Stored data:
• • •

//! Simulator error definitions.
//!
//! This module defines the error type surfaced by simulator setup and output
//! paths. It distinguishes:
//! 1. **Configuration errors:** Wrong argument counts and unopenable files, which
//!    abort before any simulation cycle runs.
//! 2. **Output errors:** Trace or dump writes that fail mid-run.
//!
//! The simulation engine itself (pipeline, cache, bus, memory) has no error
//! channel: every outcome of a legal-but-uncooperative program is expressed as
//! a stall or bounded by the safety cycle cap.

use std::io;

use thiserror::Error;

/// Errors produced while setting up or emitting the results of a simulation.
#[derive(Debug, Error)]
pub enum SimError {
    /// An input or output file could not be opened or read.
    #[error("cannot open {path}: {source}")]
    File {
        /// Path of the offending file.
        path: String,
        /// Underlying I/O error.
        source: io::Error,
    },

    /// The command line carried neither zero nor the full set of file paths.
    #[error("expected 0 or 27 file arguments, got {0}")]
    ArgumentCount(usize),

    /// A configuration override file failed to parse.
    #[error("invalid configuration: {0}")]
    Config(#[from] serde_json::Error),

    /// A trace line or final dump could not be written.
    #[error("output write failed: {0}")]
    Output(#[from] io::Error),
}

impl SimError {
    /// Wraps an I/O error with the path that produced it.
    pub fn file(path: impl Into<String>, source: io::Error) -> Self {
        Self::File {
            path: path.into(),
            source,
        }
    }
}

• • •

#### YOUR ASSIGNMENT
Copy each entry above exactly, leaving nothing out.

#### RESPONSE TO THE EXERCISE
//! Simulator error definitions.
//!
//! This module defines the error type surfaced by simulator setup and output
//! paths. It distinguishes:
//! 1. **Configuration errors:** Wrong argument counts and unopenable files, which
//!    abort before any simulation cycle runs.
//! 2. **Output errors:** Trace or dump writes that fail mid-run.
//!
//! The simulation engine itself (pipeline, cache, bus, memory) has no error
//! channel: every outcome of a legal-but-uncooperative program is expressed as
//! a stall or bounded by the safety cycle cap.

use std::io;

use thiserror::Error;

/// Errors produced while setting up or emitting the results of a simulation.
#[derive(Debug, Error)]
pub enum SimError {
    /// An input or output file could not be opened or read.
    #[error("cannot open {path}: {source}")]
    File {
        /// Path of the offending file.
        path: String,
        /// Underlying I/O error.
        source: io::Error,
    },

    /// The command line carried neither zero nor the full set of file paths.
    #[error("expected 0 or 27 file arguments, got {0}")]
    ArgumentCount(usize),

    /// A configuration override file failed to parse.
    #[error("invalid configuration: {0}")]
    Config(#[from] serde_json::Error),

    /// A trace line or final dump could not be written.
    #[error("output write failed: {0}")]
    Output(#[from] io::Error),
}

impl SimError {
    /// Wraps an I/O error with the path that produced it.
    pub fn file(path: impl Into<String>, source: io::Error) -> Self {
        Self::File {
            path: path.into(),
            source,
        }
    }
}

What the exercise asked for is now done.